_Aim of the task_. Show all lines from the records below in which the string "Deserialize" is present.

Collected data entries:
↓↓↓

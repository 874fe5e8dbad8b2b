use std::collections::BTreeMap;

use alloy::primitives::Address;
use serde::{Deserialize, Serialize};
use txflow_core::transaction::TransactionRecord;

use super::{StoreError, TransactionStore, violation};

/// Serializable view of the store, nested owner -> chain -> id so hosts
/// can persist it in their settings storage and diff it per account.
#[derive(Debug, Clone, Default, Serialize, Deserialize, PartialEq)]
pub struct StoreSnapshot(
    pub BTreeMap<Address, BTreeMap<u64, BTreeMap<String, TransactionRecord>>>,
);

impl TransactionStore {
    pub fn snapshot(&self) -> StoreSnapshot {
        let inner = self.lock();
        let mut snapshot = StoreSnapshot::default();
        for record in inner.records.values() {
            snapshot
                .0
                .entry(record.owner)
                .or_default()
                .entry(record.chain_id)
                .or_default()
                .insert(record.id.clone(), record.clone());
        }
        snapshot
    }

    /// Rebuild a store from a persisted snapshot, validating the same
    /// invariants enforced at runtime.
    pub fn hydrate(snapshot: StoreSnapshot) -> Result<Self, StoreError> {
        let store = TransactionStore::new();
        {
            let mut inner = store.lock();
            for (owner, chains) in snapshot.0 {
                for (chain_id, records) in chains {
                    for (id, record) in records {
                        if record.owner != owner
                            || record.chain_id != chain_id
                            || record.id != id
                        {
                            return Err(violation(StoreError::SnapshotKeyMismatch {
                                key: record.key(),
                            }));
                        }
                        if record.receipt.is_some() && !record.status.is_terminal() {
                            return Err(violation(StoreError::ReceiptNotAllowed {
                                key: record.key(),
                                status: record.status,
                            }));
                        }
                        inner.insert(record);
                    }
                }
            }
        }
        Ok(store)
    }
}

↑↑↑

_Answer box_.
use serde::{Deserialize, Serialize};
#[derive(Debug, Clone, Default, Serialize, Deserialize, PartialEq)]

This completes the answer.